> The problem
Please tally the lines in the data below that include the string "ClientStorage", and reply with only the total.

● ● ● ● ● ● ●

use std::fmt;
use std::sync::{Arc, Mutex, MutexGuard, PoisonError, RwLock};

use crate::config::{THEME_STORAGE_KEY, TOKEN_STORAGE_KEY};
use crate::gateway::Gateway;

use super::{
    AuthError, AuthUser, ClientStorage, ColorScheme, PreferencesUpdate, ThemeController,
    ThemePreference, UserPreferences, UserRole,
};

/// Pairing of a bearer token with the user record it was validated against.
///
/// `user` is only ever set together with `token`.
#[derive(Debug, Clone, Default, PartialEq, Eq)]
pub struct Session {
    pub token: Option<String>,
    pub user: Option<AuthUser>,
}

impl Session {
    pub fn is_authenticated(&self) -> bool {
        self.token.is_some() && self.user.is_some()
    }
}

#[derive(Debug, Clone, Copy, PartialEq, Eq)]
pub enum SessionPhase {
    Loading,
    Ready,
}

struct SessionState {
    session: Session,
    phase: SessionPhase,
}

struct Inner {
    state: RwLock<SessionState>,
    storage: Box<dyn ClientStorage>,
    theme: Mutex<ThemeController>,
}

/// Shared, cheaply cloned view of the current session.
///
/// Every outbound request reads the token from here at send time. Writes go
/// through [`SessionStore`] or the gateway's 401 handling.
#[derive(Clone)]
pub struct SessionHandle {
    inner: Arc<Inner>,
}

impl SessionHandle {
    pub fn new<S>(storage: S) -> Self
    where
        S: ClientStorage + 'static,
    {
        Self::with_theme(storage, ThemeController::detached())
    }

    pub fn with_theme<S>(storage: S, theme: ThemeController) -> Self
    where
        S: ClientStorage + 'static,
    {
        let handle = Self {
            inner: Arc::new(Inner {
                state: RwLock::new(SessionState {
                    session: Session::default(),
                    phase: SessionPhase::Loading,
                }),
                storage: Box::new(storage),
                theme: Mutex::new(theme),
            }),
        };
        handle.apply_theme();
        handle
    }

    pub fn snapshot(&self) -> Session {
        self.read(|state| state.session.clone())
    }

    pub fn token(&self) -> Option<String> {
        self.read(|state| state.session.token.clone())
    }

    pub fn user(&self) -> Option<AuthUser> {
        self.read(|state| state.session.user.clone())
    }

    pub fn phase(&self) -> SessionPhase {
        self.read(|state| state.phase)
    }

    pub fn is_loading(&self) -> bool {
        self.phase() == SessionPhase::Loading
    }

    pub fn is_authenticated(&self) -> bool {
        self.read(|state| state.session.is_authenticated())
    }

    /// False when anonymous.
    pub fn has_role(&self, roles: &[UserRole]) -> bool {
        self.read(|state| {
            state
                .session
                .user
                .as_ref()
                .is_some_and(|user| user.has_any_role(roles))
        })
    }

    pub fn effective_theme(&self) -> ColorScheme {
        self.theme().effective()
    }

    /// Forward an OS colour-scheme change to the theme controller.
    pub fn set_os_scheme(&self, scheme: ColorScheme) {
        self.theme().set_os_scheme(scheme);
    }

    /// Drop the session if it still carries `token`, clearing the persisted copy.
    pub fn expire_if_current(&self, token: &str) -> bool {
        let expired = self.write(|state| {
            if state.session.token.as_deref() != Some(token) {
                return false;
            }
            state.session = Session::default();
            state.phase = SessionPhase::Ready;
            true
        });
        if expired {
            tracing::info!("session rejected by server; signing out locally");
            self.forget_persisted_token();
            self.apply_theme();
        }
        expired
    }

    pub(crate) fn commit(&self, token: Option<String>, user: Option<AuthUser>) {
        let user = token.as_ref().and(user);
        self.write(|state| {
            state.session = Session { token, user };
            state.phase = SessionPhase::Ready;
        });
        self.apply_theme();
    }

    pub(crate) fn set_phase(&self, phase: SessionPhase) {
        self.write(|state| state.phase = phase);
    }

    pub(crate) fn storage(&self) -> &dyn ClientStorage {
        self.inner.storage.as_ref()
    }

    fn forget_persisted_token(&self) {
        if let Err(err) = self.storage().remove(TOKEN_STORAGE_KEY) {
            tracing::warn!(error = %err, "failed to clear persisted token");
        }
    }

    fn stored_theme(&self) -> ThemePreference {
        match self.storage().get(THEME_STORAGE_KEY) {
            Ok(Some(raw)) => raw.parse().unwrap_or_default(),
            Ok(None) => ThemePreference::System,
            Err(err) => {
                tracing::debug!(error = %err, "unable to read stored theme");
                ThemePreference::System
            }
        }
    }

    /// Re-resolve the theme against the committed session.
    fn apply_theme(&self) {
        let preference = match self.user() {
            Some(user) => user.theme(),
            None => self.stored_theme(),
        };
        self.theme().set_preference(preference);
    }

    fn theme(&self) -> MutexGuard<'_, ThemeController> {
        self.inner
            .theme
            .lock()
            .unwrap_or_else(PoisonError::into_inner)
    }

    fn read<T>(&self, f: impl FnOnce(&SessionState) -> T) -> T {
        let guard = self
            .inner
            .state
            .read()
            .unwrap_or_else(PoisonError::into_inner);
        f(&guard)
    }

    fn write<T>(&self, f: impl FnOnce(&mut SessionState) -> T) -> T {
        let mut guard = self
            .inner
            .state
            .write()
            .unwrap_or_else(PoisonError::into_inner);
        f(&mut guard)
    }
}

impl fmt::Debug for SessionHandle {
    fn fmt(&self, f: &mut fmt::Formatter<'_>) -> fmt::Result {
        f.debug_struct("SessionHandle")
            .field("phase", &self.phase())
            .field("authenticated", &self.is_authenticated())
            .finish_non_exhaustive()
    }
}

/// Owns the session lifecycle: restore, sign in, sign out, refresh.
#[derive(Debug, Clone)]
pub struct SessionStore {
    session: SessionHandle,
    gateway: Gateway,
}

impl SessionStore {
    pub fn new(gateway: Gateway) -> Self {
        Self {
            session: gateway.session().clone(),
            gateway,
        }
    }

    pub fn session(&self) -> &SessionHandle {
        &self.session
    }

    pub fn gateway(&self) -> &Gateway {
        &self.gateway
    }

    pub fn has_role(&self, roles: &[UserRole]) -> bool {
        self.session.has_role(roles)
    }

    pub fn is_authenticated(&self) -> bool {
        self.session.is_authenticated()
    }

    /// Restore the persisted token and validate it with one identity check.
    ///
    /// Always ends in [`SessionPhase::Ready`], authenticated or anonymous.
    pub async fn initialize(&self) -> Session {
        self.session.set_phase(SessionPhase::Loading);

        let stored = match self.session.storage().get(TOKEN_STORAGE_KEY) {
            Ok(token) => token,
            Err(err) => {
                tracing::warn!(error = %err, "unable to read persisted token");
                None
            }
        };

        let Some(token) = stored else {
            self.session.commit(None, None);
            return self.session.snapshot();
        };

        match self.gateway.me(&token).await {
            Ok(user) => {
                tracing::info!(user = %user.email, role = %user.role, "session restored");
                self.session.commit(Some(token), Some(user));
            }
            Err(err) => {
                tracing::info!(error = %err, "stored token rejected; continuing anonymously");
                self.session.forget_persisted_token();
                self.session.commit(None, None);
            }
        }
        self.session.snapshot()
    }

    /// Persist an externally obtained credential and validate it.
    ///
    /// On failure the credential is discarded; no token is left without a user.
    pub async fn sign_in(&self, credential: &str) -> Result<AuthUser, AuthError> {
        let credential = credential.trim();
        if credential.is_empty() {
            return Err(AuthError::EmptyCredential);
        }

        self.session.set_phase(SessionPhase::Loading);
        if let Err(err) = self.session.storage().set(TOKEN_STORAGE_KEY, credential) {
            self.session.set_phase(SessionPhase::Ready);
            return Err(err);
        }

        match self.gateway.me(credential).await {
            Ok(user) => {
                tracing::info!(user = %user.email, role = %user.role, "signed in");
                self.session
                    .commit(Some(credential.to_owned()), Some(user.clone()));
                Ok(user)
            }
            Err(err) => {
                self.session.forget_persisted_token();
                self.session.commit(None, None);
                Err(AuthError::SignIn(err))
            }
        }
    }

    /// Clear the local session; the remote logout notice is best-effort.
    pub async fn sign_out(&self) {
        if let Some(token) = self.session.token() {
            if let Err(err) = self.gateway.logout(&token).await {
                tracing::warn!(error = %err, "logout notification failed");
            }
        }
        self.session.forget_persisted_token();
        self.session.commit(None, None);
        tracing::info!("signed out");
    }

    /// Re-fetch the user record for the current token.
    pub async fn refresh_user(&self) -> Result<AuthUser, AuthError> {
        let token = self.session.token().ok_or(AuthError::NotAuthenticated)?;
        let user = self.gateway.me(&token).await.map_err(|err| {
            if err.is_unauthorized() {
                self.session.expire_if_current(&token);
            }
            AuthError::Gateway(err)
        })?;
        if self.session.token().as_deref() == Some(token.as_str()) {
            self.session.commit(Some(token), Some(user.clone()));
        }
        Ok(user)
    }

    /// Update server-side preferences and fold the result into the session user.
    pub async fn update_preferences(
        &self,
        update: &PreferencesUpdate,
    ) -> Result<UserPreferences, AuthError> {
        let token = self.session.token().ok_or(AuthError::NotAuthenticated)?;
        let preferences = self.gateway.update_preferences(update).await?;
        if let Some(mut user) = self.session.user() {
            if self.session.token().as_deref() == Some(token.as_str()) {
                user.preferences = Some(preferences.clone());
                self.session.commit(Some(token), Some(user));
            }
        }
        Ok(preferences)
    }

    /// Persist the theme used while signed out (or before preferences load).
    pub fn set_local_theme(&self, preference: ThemePreference) -> Result<(), AuthError> {
        self.session
            .storage()
            .set(THEME_STORAGE_KEY, preference.as_str())?;
        if self.session.user().is_none() {
            self.session.apply_theme();
        }
        Ok(())
    }

    pub fn os_scheme_changed(&self, scheme: ColorScheme) {
        self.session.set_os_scheme(scheme);
    }
}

● ● ● ● ● ● ●

> Your response
5